* _Task details_
Pick every line out of the entries below that holds the string "matches", and report them.

* _Provided data_
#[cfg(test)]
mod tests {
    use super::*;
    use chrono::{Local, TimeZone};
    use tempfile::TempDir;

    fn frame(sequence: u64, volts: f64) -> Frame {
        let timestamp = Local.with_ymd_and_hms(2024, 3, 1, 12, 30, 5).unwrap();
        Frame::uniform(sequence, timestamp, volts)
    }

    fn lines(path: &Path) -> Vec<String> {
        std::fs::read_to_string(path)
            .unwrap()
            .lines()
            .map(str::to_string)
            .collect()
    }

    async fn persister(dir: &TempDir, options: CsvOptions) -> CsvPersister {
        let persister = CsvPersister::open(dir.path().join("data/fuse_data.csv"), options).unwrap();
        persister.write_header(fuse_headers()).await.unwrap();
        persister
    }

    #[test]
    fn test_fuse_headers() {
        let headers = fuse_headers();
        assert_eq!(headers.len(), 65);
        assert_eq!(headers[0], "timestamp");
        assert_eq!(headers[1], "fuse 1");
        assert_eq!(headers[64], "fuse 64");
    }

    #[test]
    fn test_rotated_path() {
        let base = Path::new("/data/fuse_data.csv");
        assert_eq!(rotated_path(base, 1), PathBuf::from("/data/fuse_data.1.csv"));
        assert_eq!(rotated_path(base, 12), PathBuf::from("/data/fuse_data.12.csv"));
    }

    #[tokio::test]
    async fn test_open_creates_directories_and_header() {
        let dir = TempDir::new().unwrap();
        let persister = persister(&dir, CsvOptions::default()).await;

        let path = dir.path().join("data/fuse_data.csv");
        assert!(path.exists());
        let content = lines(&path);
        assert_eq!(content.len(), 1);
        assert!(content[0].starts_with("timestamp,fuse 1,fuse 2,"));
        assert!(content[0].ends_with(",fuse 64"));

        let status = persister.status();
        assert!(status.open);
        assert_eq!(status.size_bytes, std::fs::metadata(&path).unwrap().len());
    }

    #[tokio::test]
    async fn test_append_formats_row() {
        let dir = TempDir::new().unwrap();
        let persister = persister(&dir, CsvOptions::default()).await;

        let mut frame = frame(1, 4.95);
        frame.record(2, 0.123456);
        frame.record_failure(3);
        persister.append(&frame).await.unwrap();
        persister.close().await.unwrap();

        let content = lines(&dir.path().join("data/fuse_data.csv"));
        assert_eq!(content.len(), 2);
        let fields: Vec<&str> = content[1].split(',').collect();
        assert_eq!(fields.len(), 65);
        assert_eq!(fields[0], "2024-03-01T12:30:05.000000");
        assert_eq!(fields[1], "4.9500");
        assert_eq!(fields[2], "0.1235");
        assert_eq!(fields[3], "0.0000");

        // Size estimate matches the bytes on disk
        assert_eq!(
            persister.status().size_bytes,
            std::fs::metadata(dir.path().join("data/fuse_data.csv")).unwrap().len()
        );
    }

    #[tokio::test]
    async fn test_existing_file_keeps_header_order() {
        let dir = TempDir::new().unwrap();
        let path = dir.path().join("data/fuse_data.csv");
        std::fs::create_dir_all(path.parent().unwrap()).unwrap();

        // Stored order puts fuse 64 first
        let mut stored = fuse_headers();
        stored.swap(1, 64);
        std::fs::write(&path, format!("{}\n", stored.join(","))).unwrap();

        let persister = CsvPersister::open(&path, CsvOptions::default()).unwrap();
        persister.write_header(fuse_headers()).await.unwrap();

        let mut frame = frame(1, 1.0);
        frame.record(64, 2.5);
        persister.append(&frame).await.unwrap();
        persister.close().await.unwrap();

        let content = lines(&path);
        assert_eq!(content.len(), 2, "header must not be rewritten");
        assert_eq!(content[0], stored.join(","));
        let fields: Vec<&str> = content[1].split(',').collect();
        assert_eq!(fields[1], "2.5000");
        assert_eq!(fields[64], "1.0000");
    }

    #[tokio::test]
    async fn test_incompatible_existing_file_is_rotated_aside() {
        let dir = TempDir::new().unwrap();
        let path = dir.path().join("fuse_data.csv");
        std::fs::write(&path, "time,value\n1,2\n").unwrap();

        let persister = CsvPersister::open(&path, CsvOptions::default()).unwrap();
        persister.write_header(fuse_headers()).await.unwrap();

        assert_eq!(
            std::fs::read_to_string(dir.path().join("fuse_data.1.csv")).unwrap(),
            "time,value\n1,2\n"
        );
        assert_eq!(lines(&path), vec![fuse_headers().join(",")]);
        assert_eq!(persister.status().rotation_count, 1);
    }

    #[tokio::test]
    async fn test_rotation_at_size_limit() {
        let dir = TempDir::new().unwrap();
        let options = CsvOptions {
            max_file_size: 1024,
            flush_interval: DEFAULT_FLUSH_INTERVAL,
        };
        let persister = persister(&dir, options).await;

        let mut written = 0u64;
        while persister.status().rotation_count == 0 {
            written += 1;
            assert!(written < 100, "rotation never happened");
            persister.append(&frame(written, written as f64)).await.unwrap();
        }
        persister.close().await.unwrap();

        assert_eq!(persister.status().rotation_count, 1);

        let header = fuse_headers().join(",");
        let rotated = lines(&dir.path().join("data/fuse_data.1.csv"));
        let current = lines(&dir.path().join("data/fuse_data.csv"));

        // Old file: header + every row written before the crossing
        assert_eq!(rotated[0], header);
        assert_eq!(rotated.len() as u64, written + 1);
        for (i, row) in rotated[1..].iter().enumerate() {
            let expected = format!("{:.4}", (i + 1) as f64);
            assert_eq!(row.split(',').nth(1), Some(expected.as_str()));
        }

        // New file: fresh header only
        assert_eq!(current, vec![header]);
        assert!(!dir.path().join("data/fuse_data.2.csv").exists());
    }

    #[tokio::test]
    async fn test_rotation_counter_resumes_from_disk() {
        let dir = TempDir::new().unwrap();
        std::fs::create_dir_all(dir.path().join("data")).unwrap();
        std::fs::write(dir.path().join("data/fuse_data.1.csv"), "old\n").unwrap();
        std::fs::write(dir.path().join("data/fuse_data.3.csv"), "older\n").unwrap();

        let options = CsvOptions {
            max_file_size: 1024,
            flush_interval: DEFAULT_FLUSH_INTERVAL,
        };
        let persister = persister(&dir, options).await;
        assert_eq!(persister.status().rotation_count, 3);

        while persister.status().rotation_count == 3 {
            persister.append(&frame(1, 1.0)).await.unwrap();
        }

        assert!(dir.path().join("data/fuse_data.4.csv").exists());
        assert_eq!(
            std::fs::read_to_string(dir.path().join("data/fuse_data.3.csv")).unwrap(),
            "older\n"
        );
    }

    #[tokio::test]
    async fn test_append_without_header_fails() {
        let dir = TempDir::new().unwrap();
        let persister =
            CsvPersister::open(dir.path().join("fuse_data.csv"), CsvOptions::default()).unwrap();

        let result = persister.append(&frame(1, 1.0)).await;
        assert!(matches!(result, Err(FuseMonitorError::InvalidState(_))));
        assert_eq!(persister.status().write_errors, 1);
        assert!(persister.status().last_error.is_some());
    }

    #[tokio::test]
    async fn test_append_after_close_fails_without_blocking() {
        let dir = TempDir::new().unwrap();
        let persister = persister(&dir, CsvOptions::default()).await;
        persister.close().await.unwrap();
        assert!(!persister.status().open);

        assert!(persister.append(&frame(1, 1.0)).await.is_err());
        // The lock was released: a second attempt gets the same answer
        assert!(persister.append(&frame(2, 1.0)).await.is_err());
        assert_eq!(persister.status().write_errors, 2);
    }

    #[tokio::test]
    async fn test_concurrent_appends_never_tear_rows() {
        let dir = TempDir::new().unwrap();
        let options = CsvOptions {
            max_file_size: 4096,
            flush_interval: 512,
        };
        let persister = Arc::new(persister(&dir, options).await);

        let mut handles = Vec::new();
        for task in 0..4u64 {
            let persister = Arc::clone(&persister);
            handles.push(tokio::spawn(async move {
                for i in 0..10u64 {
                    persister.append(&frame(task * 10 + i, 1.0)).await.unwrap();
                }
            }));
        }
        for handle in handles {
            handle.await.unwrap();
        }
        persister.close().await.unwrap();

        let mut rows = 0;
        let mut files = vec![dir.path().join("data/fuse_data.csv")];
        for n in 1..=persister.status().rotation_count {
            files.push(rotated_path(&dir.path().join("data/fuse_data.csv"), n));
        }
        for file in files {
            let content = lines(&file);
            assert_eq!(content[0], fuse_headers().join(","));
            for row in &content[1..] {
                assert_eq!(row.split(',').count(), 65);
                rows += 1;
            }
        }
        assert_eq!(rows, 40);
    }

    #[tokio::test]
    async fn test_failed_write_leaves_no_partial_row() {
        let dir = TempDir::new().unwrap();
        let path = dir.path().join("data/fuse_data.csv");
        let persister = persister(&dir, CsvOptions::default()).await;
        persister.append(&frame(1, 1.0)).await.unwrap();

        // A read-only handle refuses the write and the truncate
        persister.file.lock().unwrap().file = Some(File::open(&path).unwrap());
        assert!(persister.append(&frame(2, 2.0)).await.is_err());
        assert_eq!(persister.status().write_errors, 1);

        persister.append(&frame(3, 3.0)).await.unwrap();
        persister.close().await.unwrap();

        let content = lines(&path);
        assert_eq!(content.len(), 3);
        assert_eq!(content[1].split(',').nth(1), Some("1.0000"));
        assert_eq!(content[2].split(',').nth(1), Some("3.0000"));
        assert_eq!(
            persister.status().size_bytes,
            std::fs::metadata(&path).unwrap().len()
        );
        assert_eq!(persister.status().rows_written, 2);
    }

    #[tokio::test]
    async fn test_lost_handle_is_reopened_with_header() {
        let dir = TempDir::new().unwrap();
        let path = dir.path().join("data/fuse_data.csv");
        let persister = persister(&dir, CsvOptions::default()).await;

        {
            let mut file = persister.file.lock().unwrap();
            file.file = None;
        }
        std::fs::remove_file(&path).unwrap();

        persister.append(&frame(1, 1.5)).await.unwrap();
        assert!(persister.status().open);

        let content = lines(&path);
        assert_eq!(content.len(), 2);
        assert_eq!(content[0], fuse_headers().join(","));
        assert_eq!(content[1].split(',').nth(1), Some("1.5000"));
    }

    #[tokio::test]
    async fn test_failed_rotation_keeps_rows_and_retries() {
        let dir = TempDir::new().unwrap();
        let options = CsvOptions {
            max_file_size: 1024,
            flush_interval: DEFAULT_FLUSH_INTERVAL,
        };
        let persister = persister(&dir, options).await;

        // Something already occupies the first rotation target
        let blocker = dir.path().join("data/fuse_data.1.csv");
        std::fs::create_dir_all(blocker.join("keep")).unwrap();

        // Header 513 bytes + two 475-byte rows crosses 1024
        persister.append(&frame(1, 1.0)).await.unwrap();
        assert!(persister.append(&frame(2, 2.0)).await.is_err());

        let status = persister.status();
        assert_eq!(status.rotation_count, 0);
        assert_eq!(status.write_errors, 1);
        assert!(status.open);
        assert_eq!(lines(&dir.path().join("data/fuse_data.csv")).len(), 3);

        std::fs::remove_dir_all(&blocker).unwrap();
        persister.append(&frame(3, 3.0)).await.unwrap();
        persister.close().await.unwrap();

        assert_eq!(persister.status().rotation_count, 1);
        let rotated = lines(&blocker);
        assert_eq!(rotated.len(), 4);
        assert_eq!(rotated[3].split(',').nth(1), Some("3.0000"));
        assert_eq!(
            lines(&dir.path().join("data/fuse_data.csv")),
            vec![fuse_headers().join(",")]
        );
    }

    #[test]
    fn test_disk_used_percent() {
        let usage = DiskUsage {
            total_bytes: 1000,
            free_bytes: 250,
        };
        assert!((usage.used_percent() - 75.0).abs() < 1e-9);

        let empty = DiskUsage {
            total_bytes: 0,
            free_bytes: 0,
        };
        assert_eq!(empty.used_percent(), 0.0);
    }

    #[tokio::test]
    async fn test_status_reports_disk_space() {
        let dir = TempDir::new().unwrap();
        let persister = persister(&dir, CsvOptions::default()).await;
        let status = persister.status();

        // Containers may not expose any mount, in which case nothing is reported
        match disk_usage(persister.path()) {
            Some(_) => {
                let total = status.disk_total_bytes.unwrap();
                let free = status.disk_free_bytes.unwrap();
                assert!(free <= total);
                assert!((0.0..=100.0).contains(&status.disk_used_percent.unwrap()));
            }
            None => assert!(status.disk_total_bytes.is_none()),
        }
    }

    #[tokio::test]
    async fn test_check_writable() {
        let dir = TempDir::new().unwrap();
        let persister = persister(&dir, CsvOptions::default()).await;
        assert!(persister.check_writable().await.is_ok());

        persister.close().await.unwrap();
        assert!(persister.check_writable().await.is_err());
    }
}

* _Solution to the exercise_
        // Size estimate matches the bytes on disk
        assert!(matches!(result, Err(FuseMonitorError::InvalidState(_))));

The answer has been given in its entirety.